As things begin, ever so slowly, to creep back to whatever can be defined as normal, I was excited to get a bit box in the mail with something I had kickstarted back in the bright ages of 2018. Of course it was late, only part of which can be blamed on the current plague festering across the land (it was supposed to take a year, and it took two). I was pleasantly surprised to find that it was worth the wait!
The Stygian Society is a board game with, I feel, a new and unique mechanic. It is based around a dice tower, but doesn't use dice. It makes me think that the designer was using a dice tower one day for a game, and a die got stuck and didn't drop out. Much like Newton and the apple, this sparked an idea.
So the game uses a 'dice tower', but it has extra 'baffles' in it - with their sole purpose to temporarily trap some of the cubes you drop through it. These aren't dice, because they have not numbers on them, they are simply arcylic cubes. Each turn you drop so many in the tower, and a number of cubes come out. It may be what you dropped, but playing it I found it generally isn't. Some cubes get caught in the tower, and some cubes that were previously caught in the tower will fall out.
It is key not to touch the tower during the game, as anything caught inside is in a very precarious position and you can easily knock them out. (which defeats the randomization of the game).
The cubes are the resources you are generating each turn - the game will use half (red, black, yellow) to trigger the villain's abilities, while the players will spend their cubes (blue, green, clear) to trigger theirs. Each game consists of six battles as you climb the tower, with a mid-level boss at level 3 and the big wizard at level 6. While it is billed as a 'dungeon crawl', I don't really think it fits that category (as there is no exploring to do).
The kickstarter version came in an exclusive black paper wrapper around the box (and I'll apologize for the pictures now - I could make excuses but honestly, I just got lazy and didn't get out my light box).
One note - there is some assembly required before you can play, but it isn't difficult (and being a miniature gamer, I'm not afraid of putting things together).
- Yellow - support - this ability can be used before the character takes their action for the turn
- Green - active - after support actions, the hero must take ONE active action. This is usually an attack
- White - reaction - this ability is triggered as the card text specifies when something happens
- Blue - passive - this ability is always active
Lower level rooms are blue, while upper level rooms are purple. On the left hand side are two columns of boxes with some icons (and the monster names above them). The icons indicate how many of each of the monsters are in this room, with the leftmost column being those in the front row ( melee attacks can only target monsters in the front row). When the room is drawn, pull the red / yellow / black monster cards listed on the room, and place the plastic minion figures as shown on the card.

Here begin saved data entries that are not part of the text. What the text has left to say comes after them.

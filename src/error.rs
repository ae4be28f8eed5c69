// Copyright (c) 2024 The Botho Foundation

//! Engine error taxonomy.

use thiserror::Error;
use tonic::Status;

/// Errors surfaced by the engine.
///
/// Probe operations never produce these; they reduce every remote failure
/// to a boolean. Gate precondition variants are raised synchronously,
/// before any remote call is made.
#[derive(Debug, Error)]
pub enum EngineError {
    /// The node is not reachable, so no request can be served.
    #[error("{symbol} Engine is not available")]
    NotAvailable { symbol: String },

    /// The node's wallet still requires an unlock before requests work.
    #[error("{symbol} Engine is locked")]
    Locked { symbol: String },

    /// The node's configuration has not been confirmed to match ours.
    #[error("{symbol} Engine is not validated")]
    NotValidated { symbol: String },

    /// The node could not be reached while its wallet was locked.
    #[error("unable to reach the {chain} node; check that the {chain} daemon is running and reachable")]
    NodeUnreachable { chain: String },

    /// The node's reported configuration diverges from the engine's.
    #[error("node configuration mismatch: {0}")]
    ConfigMismatch(String),

    /// The requested symbol has no entry in the currency registry.
    #[error("{symbol} is not a valid symbol for this engine")]
    UnknownSymbol { symbol: String },

    /// TLS certificate or macaroon material could not be loaded.
    #[error("failed to load credentials: {0}")]
    Credentials(String),

    /// The gRPC endpoint could not be constructed.
    #[error("transport setup failed: {0}")]
    Transport(String),

    /// The node accepted the payment call but reported a payment failure.
    #[error("payment failed: {0}")]
    Payment(String),

    /// A remote call failed; the status is passed through unchanged.
    #[error("rpc failure: {0}")]
    Rpc(#[from] Status),
}
// Copyright (c) 2024 The Botho Foundation

//! Client-side validation and gating for a ledger node daemon.
//!
//! An [`Engine`] fronts one currency's node over gRPC and answers three
//! questions before letting anything expensive through: is the node
//! reachable, is its wallet unlocked, and is it serving the chain and
//! network the caller expects. `validate_engine` probes all three with
//! exponential backoff and records the answers as flags; operations
//! registered as validation-dependent (payments, address derivation)
//! are refused until every flag is true.
//!
//! Liveness is inferred in two tiers. The unauthenticated unlocker
//! surface is probed first since it answers regardless of wallet state;
//! when a node runs in a development mode that disables that surface,
//! the authenticated status call settles the question instead. Probe
//! operations never fail, they only report booleans.

mod config;
mod engine;
mod error;
mod gate;
mod probe;
mod retry;
pub mod rpc;
mod validator;

pub use crate::{
    config::{currency_for_symbol, CurrencyConfig, Network, CURRENCIES},
    engine::{Engine, EngineOptions, EngineState},
    error::EngineError,
    gate::{Action, ActionGate, VALIDATION_DEPENDENT_ACTIONS, VALIDATION_INDEPENDENT_ACTIONS},
    retry::{retry_with_backoff, GiveUp, RetryExhausted, RetryPolicy},
};
pub mod coefficients;
pub mod literal;
pub mod vector;

pub use coefficients::{CoefficientRow, CoefficientTable};
pub use literal::{IntLiteral, parse_hex, parse_int};
pub use vector::{Sample, load_vector, parse_vector};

|Yes, I know I already used this picture once.|
I played the Cursed Library with my son and his girlfriend. He is actually a professional game designer himself, so of course had LOTS of comments, especially as I tried to explain the cubes and tower. He wasn't seeing the difference between using the cubes and rolling dice, but once we started to play, and he saw how the tower worked to help randomize what resources were available each turn, he said he actually liked this mechanic and enjoyed the game.
With the new mechanic for resource distribution, I am finding this quite a fun board game. The first game I did solo, and had by butt handed to me by .
This is definitely finding a spot on my newly cleaned out game shelf as one I want to play again.
Because it is all fun and games . . .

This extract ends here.